Have your schedule clear
Imagine realizing you have a pset due in 20 minutes while you are grinding on a random bro-tank dude (spoiler alert: it’s not pretty). Finish your work in advance unless you want to listen to Tiësto through Lamont's walls.
Don’t get too lit
Although party hopping is the most fun part of the day, too many amateurs end up missing out on the concert itself. Pace yourself unless you want to experience Yardfest only through your friends’ snaps or, worse, at UHS.
Wear something simple
No matter how much you want to channel the Coachella boho glam style, please wear something you will not regret ruining. Between the HUDS buffet, dirt, mud, and some other questionable stains, your cute outfit might not survive the night. And don’t forget to protect your toes from crazy moshing kids by wearing closed-toe shoes. You will thank us later.
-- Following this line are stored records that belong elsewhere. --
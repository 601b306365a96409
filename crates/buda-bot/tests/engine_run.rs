//! End-to-end engine runs against a scripted exchange mock.
//!
//! The mock returns canned order states per order id (repeating the last
//! entry once a script is exhausted), so each test drives the monitoring
//! loop through a specific lifecycle without real network access.

use std::collections::{HashMap, VecDeque};
use std::sync::Arc;
use std::time::Duration;

use async_trait::async_trait;
use parking_lot::Mutex;
use rust_decimal::Decimal;
use rust_decimal_macros::dec;

use buda_bot::api::{ApiError, Balance, ExchangeApi, OrderBookSnapshot};
use buda_bot::{BotConfig, EngineError, RealtimeClient, ShutdownToken, TradingBot};
use buda_common::{MarketSpec, OrderSnapshot, OrderStatus, PriceLevel, Side};

#[derive(Default)]
struct MockState {
    available: Decimal,
    /// Book snapshots served in order; the last one repeats.
    books: VecDeque<OrderBookSnapshot>,
    /// Per-order state scripts; the last entry repeats.
    order_scripts: HashMap<String, VecDeque<OrderSnapshot>>,
    /// What `cancel_order` returns per id.
    cancel_results: HashMap<String, OrderSnapshot>,
    placed: Vec<(Side, Decimal, Decimal)>,
    canceled: Vec<String>,
    book_fetches: usize,
    next_order: u64,
}

#[derive(Default)]
struct MockApi {
    state: Mutex<MockState>,
}

impl MockApi {
    fn new(available: Decimal, books: Vec<OrderBookSnapshot>) -> Self {
        let api = MockApi::default();
        {
            let mut state = api.state.lock();
            state.available = available;
            state.books = books.into();
        }
        api
    }

    fn script_order(&self, id: &str, states: Vec<OrderSnapshot>) {
        self.state
            .lock()
            .order_scripts
            .insert(id.to_string(), states.into());
    }

    fn script_cancel(&self, id: &str, result: OrderSnapshot) {
        self.state.lock().cancel_results.insert(id.to_string(), result);
    }

    fn placed(&self) -> Vec<(Side, Decimal, Decimal)> {
        self.state.lock().placed.clone()
    }

    fn canceled(&self) -> Vec<String> {
        self.state.lock().canceled.clone()
    }

    fn book_fetches(&self) -> usize {
        self.state.lock().book_fetches
    }
}

#[async_trait]
impl ExchangeApi for MockApi {
    async fn get_balance(&self, currency: &str) -> Result<Balance, ApiError> {
        Ok(Balance {
            currency: currency.to_string(),
            available: self.state.lock().available,
            frozen: Decimal::ZERO,
        })
    }

    async fn get_order_book(&self, _market_id: &str) -> Result<OrderBookSnapshot, ApiError> {
        let mut state = self.state.lock();
        state.book_fetches += 1;
        if state.books.is_empty() {
            return Err(ApiError::Api("no book scripted".to_string()));
        }
        if state.books.len() > 1 {
            Ok(state.books.pop_front().unwrap())
        } else {
            Ok(state.books.front().unwrap().clone())
        }
    }

    async fn create_limit_order(
        &self,
        _market_id: &str,
        side: Side,
        amount: Decimal,
        limit_price: Decimal,
    ) -> Result<OrderSnapshot, ApiError> {
        let mut state = self.state.lock();
        state.next_order += 1;
        let id = format!("O-{}", state.next_order);
        state.placed.push((side, amount, limit_price));
        Ok(OrderSnapshot {
            id,
            status: OrderStatus::Pending,
            traded_amount: Decimal::ZERO,
            limit_price,
            total_exchanged: Decimal::ZERO,
        })
    }

    async fn cancel_order(&self, order_id: &str) -> Result<OrderSnapshot, ApiError> {
        let mut state = self.state.lock();
        state.canceled.push(order_id.to_string());
        Ok(state
            .cancel_results
            .get(order_id)
            .cloned()
            .unwrap_or(OrderSnapshot {
                id: order_id.to_string(),
                status: OrderStatus::Canceled,
                traded_amount: Decimal::ZERO,
                limit_price: Decimal::ZERO,
                total_exchanged: Decimal::ZERO,
            }))
    }

    async fn get_order(&self, order_id: &str) -> Result<OrderSnapshot, ApiError> {
        let mut state = self.state.lock();
        let script = state
            .order_scripts
            .get_mut(order_id)
            .ok_or_else(|| ApiError::Api(format!("unknown order {order_id}")))?;
        if script.len() > 1 {
            Ok(script.pop_front().unwrap())
        } else {
            script
                .front()
                .cloned()
                .ok_or_else(|| ApiError::Api("empty script".to_string()))
        }
    }

    async fn get_session_key(&self) -> Result<Option<String>, ApiError> {
        Ok(None)
    }

    async fn get_ticker(&self, _market_id: &str) -> Result<Decimal, ApiError> {
        Ok(dec!(100))
    }
}

fn book(bid: Decimal, ask: Decimal) -> OrderBookSnapshot {
    OrderBookSnapshot {
        bids: vec![PriceLevel::new(bid, dec!(5))],
        asks: vec![PriceLevel::new(ask, dec!(5))],
    }
}

fn order(id: &str, status: OrderStatus, traded_base: Decimal, traded_quote: Decimal) -> OrderSnapshot {
    OrderSnapshot {
        id: id.to_string(),
        status,
        traded_amount: traded_base,
        limit_price: Decimal::ZERO,
        total_exchanged: traded_quote,
    }
}

fn test_config() -> BotConfig {
    let market = MarketSpec::for_market("btc-clp").unwrap();
    let mut config = BotConfig::new(market);
    config.interval = Duration::from_millis(10);
    // No live websocket session in tests; the engine polls the mock.
    config.realtime = false;
    config.min_action_interval = Duration::ZERO;
    config.reconcile_interval = Duration::from_secs(300);
    config.cancel_confirm_retries = 5;
    config.cancel_confirm_delay = Duration::from_millis(1);
    config.book_ready_timeout = Duration::from_millis(20);
    config
}

#[tokio::test]
async fn full_fill_completes_the_run() {
    // bid 99 / ask 105, tick 1 -> top buy price 100.
    let api = Arc::new(MockApi::new(dec!(1000000), vec![book(dec!(99), dec!(105))]));
    api.script_order(
        "O-1",
        vec![
            order("O-1", OrderStatus::Pending, dec!(0), dec!(0)),
            order("O-1", OrderStatus::Traded, dec!(100), dec!(10000)),
        ],
    );

    let mut bot = TradingBot::new(Arc::clone(&api), test_config(), ShutdownToken::new());
    let summary = bot.execute_buy(dec!(10000)).await.unwrap();

    assert_eq!(summary.executed_quote, dec!(10000));
    assert_eq!(summary.executed_base, dec!(100));
    assert_eq!(summary.remaining, dec!(0));
    assert_eq!(summary.average_price, Some(dec!(100)));

    let placed = api.placed();
    assert_eq!(placed.len(), 1);
    assert_eq!(placed[0], (Side::Buy, dec!(100), dec!(100)));
    assert!(api.canceled().is_empty());
}

#[tokio::test]
async fn partial_fill_then_cancel_replaces_remainder() {
    let api = Arc::new(MockApi::new(dec!(1000000), vec![book(dec!(99), dec!(105))]));
    // First order force-replaced externally after a 6000 CLP fill.
    api.script_order(
        "O-1",
        vec![order("O-1", OrderStatus::CanceledAndTraded, dec!(60), dec!(6000))],
    );
    api.script_order(
        "O-2",
        vec![order("O-2", OrderStatus::Traded, dec!(40), dec!(4000))],
    );

    let mut bot = TradingBot::new(Arc::clone(&api), test_config(), ShutdownToken::new());
    let summary = bot.execute_buy(dec!(10000)).await.unwrap();

    assert_eq!(summary.executed_quote, dec!(10000));
    assert_eq!(summary.executed_base, dec!(100));
    assert_eq!(summary.remaining, dec!(0));

    // The replacement carries the remaining 4000 CLP at the fresh price.
    let placed = api.placed();
    assert_eq!(placed.len(), 2);
    assert_eq!(placed[1], (Side::Buy, dec!(40), dec!(100)));
}

#[tokio::test]
async fn external_cancel_finishes_without_cancel_call() {
    let api = Arc::new(MockApi::new(dec!(1000000), vec![book(dec!(99), dec!(105))]));
    api.script_order(
        "O-1",
        vec![order("O-1", OrderStatus::Canceled, dec!(0), dec!(0))],
    );

    let mut bot = TradingBot::new(Arc::clone(&api), test_config(), ShutdownToken::new());
    let summary = bot.execute_buy(dec!(10000)).await.unwrap();

    assert_eq!(summary.executed_quote, dec!(0));
    assert_eq!(summary.remaining, dec!(10000));
    // Nothing left in the slot, so wind-down cancels nothing.
    assert!(api.canceled().is_empty());
}

#[tokio::test]
async fn remainder_below_minimum_finishes_with_shortfall() {
    let api = Arc::new(MockApi::new(dec!(1000000), vec![book(dec!(99), dec!(105))]));
    // 8500 of 10000 executed; the 1500 CLP remainder is below the 2000 minimum.
    api.script_order(
        "O-1",
        vec![order("O-1", OrderStatus::CanceledAndTraded, dec!(85), dec!(8500))],
    );

    let mut bot = TradingBot::new(Arc::clone(&api), test_config(), ShutdownToken::new());
    let summary = bot.execute_buy(dec!(10000)).await.unwrap();

    assert_eq!(summary.executed_quote, dec!(8500));
    assert_eq!(summary.remaining, dec!(1500));
    assert_eq!(api.placed().len(), 1);
}
//! Per-run execution accounting.
//!
//! An [`ExecutionSession`] tracks the cumulative result of one buy or sell
//! run across any number of cancel/replace cycles. Each exchange order is
//! folded into the totals exactly once, at the moment its slot is freed;
//! in between, `observe_order` surfaces incremental fills for progress
//! reporting without touching the cumulative totals.

use rust_decimal::Decimal;
use tracing::{info, warn};

use buda_common::{MarketSpec, Side, format_clp, format_crypto};

/// Final accounting for one execution run.
#[derive(Debug, Clone, PartialEq)]
pub struct SessionSummary {
    pub side: Side,
    /// Quote units for buys, base units for sells.
    pub target: Decimal,
    pub executed_quote: Decimal,
    pub executed_base: Decimal,
    /// Unexecuted portion of the target, in target units.
    pub remaining: Decimal,
    pub average_price: Option<Decimal>,
}

pub struct ExecutionSession {
    side: Side,
    market: &'static MarketSpec,
    target: Decimal,
    executed_quote: Decimal,
    executed_base: Decimal,
    // Cumulative fills already observed on the live order, so progress
    // reports show deltas and folding stays exactly-once.
    seen_base: Decimal,
    seen_quote: Decimal,
}

impl ExecutionSession {
    /// `target` is a quote amount for buys and a base amount for sells.
    pub fn new(side: Side, market: &'static MarketSpec, target: Decimal) -> Self {
        Self {
            side,
            market,
            target,
            executed_quote: Decimal::ZERO,
            executed_base: Decimal::ZERO,
            seen_base: Decimal::ZERO,
            seen_quote: Decimal::ZERO,
        }
    }

    pub fn side(&self) -> Side {
        self.side
    }

    pub fn target(&self) -> Decimal {
        self.target
    }

    /// Record the live order's cumulative fill figures and return the
    /// newly filled portion since the last observation, if any.
    pub fn observe_order(
        &mut self,
        traded_base: Decimal,
        traded_quote: Decimal,
    ) -> Option<(Decimal, Decimal)> {
        let new_base = traded_base - self.seen_base;
        let new_quote = traded_quote - self.seen_quote;
        if new_base <= Decimal::ZERO {
            return None;
        }
        self.seen_base = traded_base;
        self.seen_quote = traded_quote;
        Some((new_base, new_quote))
    }

    /// Fold a freed order's cumulative fills into the run totals.
    ///
    /// Takes the order's final cumulative figures, not a delta; resets the
    /// per-order watermark for the next order in the slot.
    pub fn fold_order(&mut self, traded_base: Decimal, traded_quote: Decimal) {
        self.executed_base += traded_base;
        self.executed_quote += traded_quote;
        self.seen_base = Decimal::ZERO;
        self.seen_quote = Decimal::ZERO;
    }

    /// Unexecuted portion of the target, in target units.
    pub fn remaining(&self) -> Decimal {
        let executed = match self.side {
            Side::Buy => self.executed_quote,
            Side::Sell => self.executed_base,
        };
        (self.target - executed).max(Decimal::ZERO)
    }

    /// Whether the remainder still clears the market minimum for a new order.
    pub fn can_continue(&self) -> bool {
        match self.side {
            Side::Buy => self.remaining() >= self.market.min_quote_amount,
            Side::Sell => self.remaining() >= self.market.min_base_amount,
        }
    }

    pub fn log_progress(&self) {
        let executed = match self.side {
            Side::Buy => self.executed_quote,
            Side::Sell => self.executed_base,
        };
        let pct = if self.target > Decimal::ZERO {
            executed / self.target * Decimal::ONE_HUNDRED
        } else {
            Decimal::ZERO
        };
        info!(
            side = %self.side,
            progress = %format!("{pct:.1}%"),
            executed_quote = %format_clp(self.executed_quote),
            executed_base = %format_crypto(self.executed_base, self.market.base),
            "execution progress"
        );
    }

    pub fn summary(&self) -> SessionSummary {
        let average_price = (self.executed_base > Decimal::ZERO)
            .then(|| self.executed_quote / self.executed_base);
        SessionSummary {
            side: self.side,
            target: self.target,
            executed_quote: self.executed_quote,
            executed_base: self.executed_base,
            remaining: self.remaining(),
            average_price,
        }
    }

    /// Emit the final summary. Called exactly once per run, on every exit
    /// path.
    pub fn log_summary(&self) {
        let summary = self.summary();
        info!(side = %self.side, market = self.market.id, "execution summary");
        match self.side {
            Side::Buy => {
                info!(target = %format_clp(summary.target), "  target spend");
                info!(executed = %format_clp(summary.executed_quote), "  executed");
                info!(
                    received = %format_crypto(summary.executed_base, self.market.base),
                    "  received"
                );
            }
            Side::Sell => {
                info!(
                    target = %format_crypto(summary.target, self.market.base),
                    "  target amount"
                );
                info!(
                    executed = %format_crypto(summary.executed_base, self.market.base),
                    "  executed"
                );
                info!(received = %format_clp(summary.executed_quote), "  received");
            }
        }
        if let Some(avg) = summary.average_price {
            info!(average_price = %format_clp(avg), "  average price");
        }
        if summary.remaining > Decimal::ZERO {
            warn!(
                remaining = %summary.remaining,
                "  unexecuted remainder"
            );
        }
    }
}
Prepare for the social media frenzy
Charge your phone so that you can Snapchat, Instagram and tweet the day (and night) away. If you’re not planning on attending, temporarily delete all social apps to prevent the biggest FOMO in your life.
Don’t make everyone hate you
Elbowing your way to the front, yelling “I love you” to the artist or even trying to climb up the stage is seriously not cool even if you’re Tiësto’s biggest fan. You might not remember your rudeness the next day, but we will. You may even get a Dude, That's Rude post written about you.
Take our advice but don’t worry too much—Yardfest is supposed to be messy. No matter what you do, there’s still a chance that you’ll wake up in fetal position at 2 p.m. the next day. Embrace the upcoming wildness and leave a glass—er, jug—of water near your bed, just in case.